Scholarship-granting organizations accredited by the Illinois Children’s Investment Program are prepared to give students money to go to an accredited private school of their choice.
Members of the Illinois congressional delegation want there to be more school options amid the COVID-19 closures in some areas.
Illinois Invest in children The program was created in 2017.
Empower Illinois is an accredited awarding organization for the entire state. President Anthony Holter said Wednesday night that students and parents can queue to apply for the EmpowerIllinois.org Starting at 6:30 pm
“One advantage of this act and program is that we are required to award scholarships on a first-come-first-served basis,” Holter told WMAY. “So this place in line is really important.”
Once in line after 6:30 PM, parents can click to apply at 7 PM
There are six other state-accredited scholarship awarding organizations. Together, they help manage up to $75 million annually in donations from Illinois income tax officials that can take a tax credit of up to 75%.
Some in the statehouse have sought to limit the tax credit program, but Holter said it has had great success. All of the organizations involved, he said, have provided more than $200 million in scholarships from donations.
“This is something that shouldn’t be cut back, and it shouldn’t be cut back,” Holter said. “In fact, it’s just the opposite. More stability, more certainty, more continuity for children and families.”
The program is open to families under a certain income limit with up to $15,000 in individual scholarships available.
With schools across the state and nation closed due to rising numbers of COVID-19 cases, many members of Congress from Illinois are looking to give parents and students more school choices.

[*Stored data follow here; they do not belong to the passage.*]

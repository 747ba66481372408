use clap::Parser;
use timeboxer::config::auth::{ensure_token, StdinTokenPrompt};
use timeboxer::utils::{logger, validation::Validate};
use timeboxer::{BoardConfig, CliArgs, TrelloClient, UpkeepEngine, UpkeepError};

fn fail(e: &UpkeepError) -> ! {
    tracing::error!(
        "❌ Board upkeep failed: {} (Category: {:?}, Severity: {:?})",
        e,
        e.category(),
        e.severity()
    );
    eprintln!("❌ {}", e.user_friendly_message());
    eprintln!("💡 {}", e.recovery_suggestion());
    std::process::exit(e.exit_code());
}

#[tokio::main(flavor = "current_thread")]
async fn main() {
    let args = CliArgs::parse();

    // 初始化日誌
    if args.json_logs {
        logger::init_json_logger();
    } else {
        logger::init_cli_logger(args.verbose);
    }

    tracing::info!("Loading configuration from: {}", args.config);
    let mut config = match BoardConfig::from_file(&args.config) {
        Ok(config) => config,
        Err(e) => {
            eprintln!("❌ Failed to load config file '{}'", args.config);
            fail(&e)
        }
    };

    // 驗證配置
    if let Err(e) = config.validate() {
        fail(&e);
    }

    if let Err(e) = ensure_token(&mut config, &args.config, &StdinTokenPrompt) {
        fail(&e);
    }

    let client = match TrelloClient::from_config(&config) {
        Ok(client) => client,
        Err(e) => fail(&e),
    };

    let engine = UpkeepEngine::new(client, config);
    match engine.run().await {
        Ok(summary) => {
            tracing::info!(
                "✅ Updated {} lists: {} due dates, {} member sets, {} moves",
                summary.lists,
                summary.due_dates_set,
                summary.members_set,
                summary.positions_moved
            );
        }
        Err(e) => fail(&e),
    }
}
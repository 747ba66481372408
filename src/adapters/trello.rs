//! Trello REST client implementing [`BoardClient`].

use crate::config::toml_config::BoardConfig;
use crate::core::{BoardClient, BoardList, Card, CardUpdate, Result};
use crate::utils::error::UpkeepError;
use reqwest::{Client, RequestBuilder, Response, StatusCode};
use serde::de::DeserializeOwned;
use std::time::Duration;

pub const DEFAULT_API_BASE_URL: &str = "https://api.trello.com/1";
pub const DEFAULT_TIMEOUT_SECONDS: u64 = 30;

const LIST_FIELDS: &str = "id,name";
const CARD_FIELDS: &str = "id,name,due,pos,idMembers";

#[derive(Debug, Clone)]
pub struct TrelloCredentials {
    pub app_key: String,
    pub token: String,
}

pub struct TrelloClient {
    base_url: String,
    credentials: TrelloCredentials,
    client: Client,
}

impl TrelloClient {
    pub fn new(
        base_url: impl Into<String>,
        credentials: TrelloCredentials,
        timeout: Duration,
    ) -> Result<Self> {
        let client = Client::builder().timeout(timeout).build()?;
        let base_url = base_url.into().trim_end_matches('/').to_string();

        Ok(Self {
            base_url,
            credentials,
            client,
        })
    }

    /// Builds a client from a loaded configuration. The token must already be present.
    pub fn from_config(config: &BoardConfig) -> Result<Self> {
        let token = config
            .token
            .clone()
            .ok_or_else(|| UpkeepError::MissingConfigError {
                field: "token".to_string(),
            })?;

        Self::new(
            config.api_base_url(),
            TrelloCredentials {
                app_key: config.app_key.clone(),
                token,
            },
            Duration::from_secs(config.request_timeout_seconds()),
        )
    }

    fn authorized(&self, request: RequestBuilder) -> RequestBuilder {
        request.query(&[
            ("key", self.credentials.app_key.as_str()),
            ("token", self.credentials.token.as_str()),
        ])
    }

    async fn get_json<T: DeserializeOwned>(&self, path: &str, fields: &str) -> Result<T> {
        let url = format!("{}{}", self.base_url, path);
        tracing::debug!("Making API request to: {}", url);

        let response = self
            .authorized(self.client.get(&url))
            .query(&[("fields", fields)])
            .send()
            .await?;
        tracing::debug!("API response status: {}", response.status());

        let body = check_status(response).await?.bytes().await?;
        Ok(serde_json::from_slice(&body)?)
    }
}

async fn check_status(response: Response) -> Result<Response> {
    let status = response.status();
    if status.is_success() {
        return Ok(response);
    }

    let message = response
        .text()
        .await
        .unwrap_or_else(|_| "Unknown error".into());

    if status == StatusCode::UNAUTHORIZED {
        return Err(UpkeepError::AuthError { message });
    }
    Err(UpkeepError::RemoteError {
        status: status.as_u16(),
        message,
    })
}

#[async_trait::async_trait]
impl BoardClient for TrelloClient {
    async fn list_lists(&self, board_id: &str) -> Result<Vec<BoardList>> {
        self.get_json(&format!("/boards/{}/lists", board_id), LIST_FIELDS)
            .await
    }

    async fn list_cards(&self, list_id: &str) -> Result<Vec<Card>> {
        self.get_json(&format!("/lists/{}/cards", list_id), CARD_FIELDS)
            .await
    }

    async fn update_card(&self, card_id: &str, update: &CardUpdate) -> Result<()> {
        let params = update.to_params();
        if params.is_empty() {
            return Ok(());
        }

        let url = format!("{}/cards/{}", self.base_url, card_id);
        tracing::debug!("Updating card {} ({} fields)", card_id, params.len());

        let response = self
            .authorized(self.client.put(&url))
            .query(&params)
            .send()
            .await?;
        check_status(response).await?;
        Ok(())
    }
}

US Representative Rodney Davis, a Republican from Taylorville, said that the coronavirus is not a threat to most children, but all children are harmed by distance learning. Along with other Republican members of Congress, Davis hopes to pass the Open Schools Act to repurpose already approved U.S. Bailout Act dollars to give a $10,000 grant to parents to send their children to an open school.

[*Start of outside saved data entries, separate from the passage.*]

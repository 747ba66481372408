//! First-run token acquisition.
//!
//! The board service hands out user tokens through a browser page. When the
//! configuration has no token, the user is sent to that page, pastes the token
//! back, and the token is written into the configuration file for later runs.

use crate::config::toml_config::BoardConfig;
use crate::utils::error::{Result, UpkeepError};
use std::io::{self, BufRead, Write};
use std::path::Path;
use url::Url;

pub const AUTHORIZE_URL: &str = "https://trello.com/1/authorize";
pub const APP_NAME: &str = "Timeboxer";
pub const TOKEN_EXPIRATION: &str = "30days";

pub fn authorize_url(app_key: &str, app_name: &str, expiration: &str) -> Result<Url> {
    Url::parse_with_params(
        AUTHORIZE_URL,
        &[
            ("expiration", expiration),
            ("name", app_name),
            ("scope", "read,write"),
            ("response_type", "token"),
            ("key", app_key),
        ],
    )
    .map_err(|e| UpkeepError::ConfigError {
        message: format!("Cannot build authorization URL: {}", e),
    })
}

/// Obtains a token from the user for the given authorization page.
pub trait TokenPrompt {
    fn request_token(&self, authorize_url: &Url) -> Result<String>;
}

#[derive(Debug, Default)]
pub struct StdinTokenPrompt;

impl TokenPrompt for StdinTokenPrompt {
    fn request_token(&self, authorize_url: &Url) -> Result<String> {
        println!("{}", authorize_url);
        println!("Use the URL above to get a token, then paste it here.");
        print!("Paste token: ");
        io::stdout().flush()?;

        let mut line = String::new();
        io::stdin().lock().read_line(&mut line)?;
        Ok(line.trim().to_string())
    }
}

/// Makes sure `config` carries a token, prompting for one and persisting it to
/// `path` if needed. Returns `true` when a new token was stored.
pub fn ensure_token<P: AsRef<Path>>(
    config: &mut BoardConfig,
    path: P,
    prompt: &dyn TokenPrompt,
) -> Result<bool> {
    if config.has_token() {
        return Ok(false);
    }

    tracing::info!("No token configured, starting authorization");
    let url = authorize_url(&config.app_key, APP_NAME, TOKEN_EXPIRATION)?;
    let token = prompt.request_token(&url)?;
    let token = token.trim();
    if token.is_empty() {
        return Err(UpkeepError::AuthError {
            message: "no token was provided".to_string(),
        });
    }

    config.token = Some(token.to_string());
    config.save(&path)?;
    tracing::info!("Token saved to {}", path.as_ref().display());
    Ok(true)
}
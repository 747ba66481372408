use crate::core::{BoardClient, BoardList, CardUpdate, Result};

/// Sets `members` on every card with no members. Cards with any member are untouched.
pub async fn assign_default_members<B>(
    board: &B,
    list: &BoardList,
    members: &[String],
) -> Result<usize>
where
    B: BoardClient + ?Sized,
{
    let mut assigned = 0;

    for card in board.list_cards(&list.id).await? {
        if !card.id_members.is_empty() {
            continue;
        }

        tracing::debug!(card_id = %card.id, members = members.len(), "Assigning default members");
        board
            .update_card(&card.id, &CardUpdate::members(members.to_vec()))
            .await?;
        assigned += 1;
    }

    Ok(assigned)
}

“It will give children and parents giving rather than wasting like as much as the $200 billion that has been sent to our schools across the country for the sole purpose of keeping them open,” Davis said.
He said he can’t stand it while some areas, such as Chicago Public Schools, are run by teacher unions.
“I’ve seen a push to keep putting our kids in a situation where they won’t be able to succeed and I’m not going to advocate for that,” Davis said.
The union in Chicago has stopped operating, saying high case rates make it unsafe to return. But late Monday, they reached terms for returning to class starting Wednesday.
CTU’s five-day hiatus was the third in three years.
Other schools across the state have decided to either postpone returns from winter recess, or start over under an “adaptive pause” in coordination with local health departments and school officials.